### Directions for this task
Below are entries. Pull out all lines containing "operation".

%%

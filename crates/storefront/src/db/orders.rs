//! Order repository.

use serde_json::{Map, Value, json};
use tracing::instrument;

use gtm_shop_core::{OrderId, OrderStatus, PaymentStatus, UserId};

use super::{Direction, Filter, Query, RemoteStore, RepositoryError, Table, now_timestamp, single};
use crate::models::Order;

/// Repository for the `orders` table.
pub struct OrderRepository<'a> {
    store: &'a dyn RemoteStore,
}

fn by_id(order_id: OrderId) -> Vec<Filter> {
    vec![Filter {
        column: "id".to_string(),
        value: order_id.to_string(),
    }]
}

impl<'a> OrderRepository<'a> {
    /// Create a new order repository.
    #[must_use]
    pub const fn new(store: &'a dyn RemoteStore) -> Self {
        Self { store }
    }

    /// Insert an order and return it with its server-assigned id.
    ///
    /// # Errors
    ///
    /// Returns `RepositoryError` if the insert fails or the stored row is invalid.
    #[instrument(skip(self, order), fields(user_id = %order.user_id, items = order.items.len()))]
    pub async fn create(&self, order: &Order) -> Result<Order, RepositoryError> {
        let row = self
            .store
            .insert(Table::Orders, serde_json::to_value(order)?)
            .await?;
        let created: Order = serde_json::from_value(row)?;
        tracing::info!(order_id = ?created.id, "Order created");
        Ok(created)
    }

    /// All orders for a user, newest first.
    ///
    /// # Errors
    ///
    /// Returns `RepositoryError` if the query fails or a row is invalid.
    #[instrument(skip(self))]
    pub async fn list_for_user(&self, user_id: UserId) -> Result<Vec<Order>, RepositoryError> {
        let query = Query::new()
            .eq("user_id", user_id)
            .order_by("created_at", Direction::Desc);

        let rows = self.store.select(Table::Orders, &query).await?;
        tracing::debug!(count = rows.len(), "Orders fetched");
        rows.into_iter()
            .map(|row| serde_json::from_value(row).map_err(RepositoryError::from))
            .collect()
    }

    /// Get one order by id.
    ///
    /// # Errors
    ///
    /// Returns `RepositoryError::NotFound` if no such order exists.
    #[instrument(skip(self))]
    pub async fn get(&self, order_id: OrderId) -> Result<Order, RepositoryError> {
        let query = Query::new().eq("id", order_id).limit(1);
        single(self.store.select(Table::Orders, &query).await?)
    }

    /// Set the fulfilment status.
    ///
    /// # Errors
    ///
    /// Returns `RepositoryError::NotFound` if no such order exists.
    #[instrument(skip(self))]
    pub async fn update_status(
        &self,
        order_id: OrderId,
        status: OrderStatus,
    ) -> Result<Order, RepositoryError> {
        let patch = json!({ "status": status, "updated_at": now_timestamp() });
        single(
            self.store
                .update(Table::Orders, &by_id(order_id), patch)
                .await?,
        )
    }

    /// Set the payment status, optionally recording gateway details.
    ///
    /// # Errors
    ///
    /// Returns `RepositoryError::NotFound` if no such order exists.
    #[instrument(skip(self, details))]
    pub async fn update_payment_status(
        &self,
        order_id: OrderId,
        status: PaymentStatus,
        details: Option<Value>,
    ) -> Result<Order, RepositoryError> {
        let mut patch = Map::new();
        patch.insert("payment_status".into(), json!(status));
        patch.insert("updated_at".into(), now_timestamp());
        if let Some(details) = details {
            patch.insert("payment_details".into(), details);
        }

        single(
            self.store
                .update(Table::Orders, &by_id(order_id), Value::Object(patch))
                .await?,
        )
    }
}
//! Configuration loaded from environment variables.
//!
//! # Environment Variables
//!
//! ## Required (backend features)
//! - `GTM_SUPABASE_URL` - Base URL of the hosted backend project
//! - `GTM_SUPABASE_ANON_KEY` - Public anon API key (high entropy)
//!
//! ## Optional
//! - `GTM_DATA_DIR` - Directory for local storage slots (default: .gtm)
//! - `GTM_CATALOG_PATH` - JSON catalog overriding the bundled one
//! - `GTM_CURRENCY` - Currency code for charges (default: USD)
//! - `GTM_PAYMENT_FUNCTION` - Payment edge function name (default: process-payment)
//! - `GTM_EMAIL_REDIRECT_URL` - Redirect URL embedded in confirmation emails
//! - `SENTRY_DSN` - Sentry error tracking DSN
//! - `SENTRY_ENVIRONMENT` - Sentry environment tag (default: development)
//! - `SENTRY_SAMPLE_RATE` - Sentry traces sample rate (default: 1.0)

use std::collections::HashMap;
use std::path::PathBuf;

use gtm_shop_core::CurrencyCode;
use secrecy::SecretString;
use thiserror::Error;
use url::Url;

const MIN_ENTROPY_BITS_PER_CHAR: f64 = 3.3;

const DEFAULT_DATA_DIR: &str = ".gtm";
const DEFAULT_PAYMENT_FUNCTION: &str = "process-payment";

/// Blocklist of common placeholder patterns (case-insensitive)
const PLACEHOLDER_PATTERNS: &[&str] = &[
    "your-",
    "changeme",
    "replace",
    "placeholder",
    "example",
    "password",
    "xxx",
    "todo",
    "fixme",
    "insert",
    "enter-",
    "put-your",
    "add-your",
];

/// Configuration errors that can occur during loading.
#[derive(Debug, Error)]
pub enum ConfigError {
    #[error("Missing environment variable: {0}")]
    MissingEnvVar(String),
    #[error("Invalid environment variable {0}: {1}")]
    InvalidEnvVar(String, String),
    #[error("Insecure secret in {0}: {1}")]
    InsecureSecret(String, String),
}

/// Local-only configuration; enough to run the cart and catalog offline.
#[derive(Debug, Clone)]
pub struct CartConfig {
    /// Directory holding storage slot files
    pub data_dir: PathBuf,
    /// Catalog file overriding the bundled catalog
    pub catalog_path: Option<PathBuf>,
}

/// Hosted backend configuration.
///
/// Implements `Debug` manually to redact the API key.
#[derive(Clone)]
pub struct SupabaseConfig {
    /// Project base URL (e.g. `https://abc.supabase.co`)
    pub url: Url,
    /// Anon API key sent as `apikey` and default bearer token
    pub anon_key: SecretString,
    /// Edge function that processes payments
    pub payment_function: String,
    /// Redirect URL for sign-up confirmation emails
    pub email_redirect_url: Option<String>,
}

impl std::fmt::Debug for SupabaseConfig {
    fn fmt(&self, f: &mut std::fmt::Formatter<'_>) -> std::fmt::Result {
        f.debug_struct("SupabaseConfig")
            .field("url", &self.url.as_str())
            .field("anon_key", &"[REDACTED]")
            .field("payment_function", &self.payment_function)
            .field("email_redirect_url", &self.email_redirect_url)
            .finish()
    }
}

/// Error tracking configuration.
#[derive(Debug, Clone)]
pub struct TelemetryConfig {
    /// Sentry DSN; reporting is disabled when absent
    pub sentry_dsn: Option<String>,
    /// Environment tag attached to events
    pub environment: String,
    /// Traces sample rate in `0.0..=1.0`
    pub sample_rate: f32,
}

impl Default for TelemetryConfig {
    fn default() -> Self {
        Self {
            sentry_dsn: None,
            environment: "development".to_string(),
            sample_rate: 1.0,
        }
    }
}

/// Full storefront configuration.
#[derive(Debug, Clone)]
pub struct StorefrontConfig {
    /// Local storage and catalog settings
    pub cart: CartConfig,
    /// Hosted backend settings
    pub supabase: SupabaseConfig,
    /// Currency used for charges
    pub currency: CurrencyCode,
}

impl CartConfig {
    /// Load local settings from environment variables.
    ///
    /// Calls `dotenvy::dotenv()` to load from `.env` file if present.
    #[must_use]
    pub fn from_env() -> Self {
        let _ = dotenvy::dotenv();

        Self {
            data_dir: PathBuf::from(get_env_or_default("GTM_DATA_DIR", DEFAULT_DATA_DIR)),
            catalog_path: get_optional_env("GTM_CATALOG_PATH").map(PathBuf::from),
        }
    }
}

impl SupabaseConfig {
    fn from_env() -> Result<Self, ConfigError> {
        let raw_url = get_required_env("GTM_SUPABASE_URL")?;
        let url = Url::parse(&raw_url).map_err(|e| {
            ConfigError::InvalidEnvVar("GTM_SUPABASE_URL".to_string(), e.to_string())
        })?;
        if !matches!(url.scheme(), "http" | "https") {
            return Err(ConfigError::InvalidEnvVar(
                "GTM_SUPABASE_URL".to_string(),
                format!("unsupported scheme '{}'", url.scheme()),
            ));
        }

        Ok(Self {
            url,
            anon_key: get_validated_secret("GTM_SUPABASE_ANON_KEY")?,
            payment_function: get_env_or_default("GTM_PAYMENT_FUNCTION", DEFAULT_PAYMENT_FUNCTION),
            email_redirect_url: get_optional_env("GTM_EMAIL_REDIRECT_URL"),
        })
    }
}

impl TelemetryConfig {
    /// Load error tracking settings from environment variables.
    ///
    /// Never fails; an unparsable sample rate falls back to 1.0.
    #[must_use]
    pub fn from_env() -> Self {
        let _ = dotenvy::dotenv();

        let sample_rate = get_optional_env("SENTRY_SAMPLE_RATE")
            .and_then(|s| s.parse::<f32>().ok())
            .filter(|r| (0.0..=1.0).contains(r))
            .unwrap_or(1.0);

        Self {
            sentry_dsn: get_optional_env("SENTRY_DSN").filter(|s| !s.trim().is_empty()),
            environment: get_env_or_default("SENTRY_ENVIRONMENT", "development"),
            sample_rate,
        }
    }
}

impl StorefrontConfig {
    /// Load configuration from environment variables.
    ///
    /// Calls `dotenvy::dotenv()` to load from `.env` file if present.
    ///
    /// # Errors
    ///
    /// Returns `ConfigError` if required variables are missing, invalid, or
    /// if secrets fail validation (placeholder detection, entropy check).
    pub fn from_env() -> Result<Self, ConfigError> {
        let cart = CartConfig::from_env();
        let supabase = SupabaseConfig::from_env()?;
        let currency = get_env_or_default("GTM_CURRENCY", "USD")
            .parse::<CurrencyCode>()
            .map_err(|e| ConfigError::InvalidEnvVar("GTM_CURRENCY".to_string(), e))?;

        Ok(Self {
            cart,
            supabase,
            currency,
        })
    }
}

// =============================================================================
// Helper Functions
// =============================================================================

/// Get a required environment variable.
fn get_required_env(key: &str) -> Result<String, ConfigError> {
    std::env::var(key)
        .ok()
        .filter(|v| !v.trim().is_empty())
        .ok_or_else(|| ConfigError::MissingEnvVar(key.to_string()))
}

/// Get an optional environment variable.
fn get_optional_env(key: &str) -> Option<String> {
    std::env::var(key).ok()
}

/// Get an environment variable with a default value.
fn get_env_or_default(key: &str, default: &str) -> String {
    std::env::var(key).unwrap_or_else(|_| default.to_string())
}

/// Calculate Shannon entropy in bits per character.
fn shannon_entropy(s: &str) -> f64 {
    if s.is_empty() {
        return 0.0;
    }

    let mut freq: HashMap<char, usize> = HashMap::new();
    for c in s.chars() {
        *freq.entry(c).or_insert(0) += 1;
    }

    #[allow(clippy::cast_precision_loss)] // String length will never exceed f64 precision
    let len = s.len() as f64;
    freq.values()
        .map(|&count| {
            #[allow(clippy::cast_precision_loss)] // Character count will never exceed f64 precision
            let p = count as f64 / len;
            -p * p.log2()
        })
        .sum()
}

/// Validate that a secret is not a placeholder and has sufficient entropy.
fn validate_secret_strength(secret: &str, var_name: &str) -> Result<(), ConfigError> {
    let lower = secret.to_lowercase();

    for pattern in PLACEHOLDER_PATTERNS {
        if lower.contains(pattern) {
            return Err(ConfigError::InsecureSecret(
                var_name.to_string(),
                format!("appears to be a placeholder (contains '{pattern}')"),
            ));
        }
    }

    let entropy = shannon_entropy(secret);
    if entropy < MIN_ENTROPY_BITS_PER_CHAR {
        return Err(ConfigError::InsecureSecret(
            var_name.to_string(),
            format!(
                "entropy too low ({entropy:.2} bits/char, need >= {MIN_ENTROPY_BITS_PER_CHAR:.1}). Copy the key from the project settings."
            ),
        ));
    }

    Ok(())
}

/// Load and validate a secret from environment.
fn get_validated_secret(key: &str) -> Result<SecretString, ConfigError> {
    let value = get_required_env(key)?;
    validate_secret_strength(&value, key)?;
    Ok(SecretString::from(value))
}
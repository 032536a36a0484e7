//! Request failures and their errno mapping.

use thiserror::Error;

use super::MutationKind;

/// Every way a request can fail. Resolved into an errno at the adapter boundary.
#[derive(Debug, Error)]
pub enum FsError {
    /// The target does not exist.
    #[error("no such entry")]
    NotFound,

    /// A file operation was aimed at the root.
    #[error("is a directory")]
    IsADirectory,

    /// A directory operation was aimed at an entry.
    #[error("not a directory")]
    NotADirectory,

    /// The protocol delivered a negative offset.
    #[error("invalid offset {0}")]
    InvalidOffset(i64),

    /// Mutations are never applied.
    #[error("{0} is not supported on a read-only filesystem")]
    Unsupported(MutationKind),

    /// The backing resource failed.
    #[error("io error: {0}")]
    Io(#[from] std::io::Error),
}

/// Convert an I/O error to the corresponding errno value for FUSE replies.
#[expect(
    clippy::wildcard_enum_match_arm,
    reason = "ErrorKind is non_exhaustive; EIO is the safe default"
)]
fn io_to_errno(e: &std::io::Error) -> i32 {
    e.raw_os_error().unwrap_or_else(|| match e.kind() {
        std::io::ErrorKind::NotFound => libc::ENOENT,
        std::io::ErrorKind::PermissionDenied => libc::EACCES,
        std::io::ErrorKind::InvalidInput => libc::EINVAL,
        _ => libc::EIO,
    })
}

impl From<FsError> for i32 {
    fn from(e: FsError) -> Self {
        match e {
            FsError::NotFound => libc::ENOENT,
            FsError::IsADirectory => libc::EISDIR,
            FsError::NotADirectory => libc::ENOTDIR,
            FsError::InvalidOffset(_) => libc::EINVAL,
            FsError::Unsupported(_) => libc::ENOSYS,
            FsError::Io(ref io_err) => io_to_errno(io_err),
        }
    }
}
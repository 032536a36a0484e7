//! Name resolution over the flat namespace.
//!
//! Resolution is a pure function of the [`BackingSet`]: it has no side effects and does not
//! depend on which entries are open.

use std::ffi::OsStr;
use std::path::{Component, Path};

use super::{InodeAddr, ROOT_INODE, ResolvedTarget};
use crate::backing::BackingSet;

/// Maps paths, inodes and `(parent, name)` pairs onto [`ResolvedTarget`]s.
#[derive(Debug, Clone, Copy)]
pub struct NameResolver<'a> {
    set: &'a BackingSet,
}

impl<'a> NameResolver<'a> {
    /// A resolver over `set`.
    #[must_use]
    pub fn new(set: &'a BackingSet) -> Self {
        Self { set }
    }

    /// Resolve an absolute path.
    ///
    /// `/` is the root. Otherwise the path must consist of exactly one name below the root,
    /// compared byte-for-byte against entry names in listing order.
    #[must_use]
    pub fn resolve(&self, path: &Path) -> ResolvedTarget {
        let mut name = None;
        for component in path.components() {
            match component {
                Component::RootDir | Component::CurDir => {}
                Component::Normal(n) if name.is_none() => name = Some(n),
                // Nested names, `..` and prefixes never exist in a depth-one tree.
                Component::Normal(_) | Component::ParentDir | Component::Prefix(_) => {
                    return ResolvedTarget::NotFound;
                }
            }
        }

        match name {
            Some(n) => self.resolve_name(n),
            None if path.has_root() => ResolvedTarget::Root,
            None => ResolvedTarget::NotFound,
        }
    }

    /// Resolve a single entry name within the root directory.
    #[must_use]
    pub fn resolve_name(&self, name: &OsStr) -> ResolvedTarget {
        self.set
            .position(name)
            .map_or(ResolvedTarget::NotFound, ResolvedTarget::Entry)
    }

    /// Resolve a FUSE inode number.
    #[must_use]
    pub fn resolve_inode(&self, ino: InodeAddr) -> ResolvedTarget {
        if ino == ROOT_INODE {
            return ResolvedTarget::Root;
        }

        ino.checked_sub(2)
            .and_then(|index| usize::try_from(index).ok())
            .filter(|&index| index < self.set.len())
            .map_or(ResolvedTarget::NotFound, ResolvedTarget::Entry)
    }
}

%%

### Solution to the exercise
    /// A file operation was aimed at the root.
    /// A directory operation was aimed at an entry.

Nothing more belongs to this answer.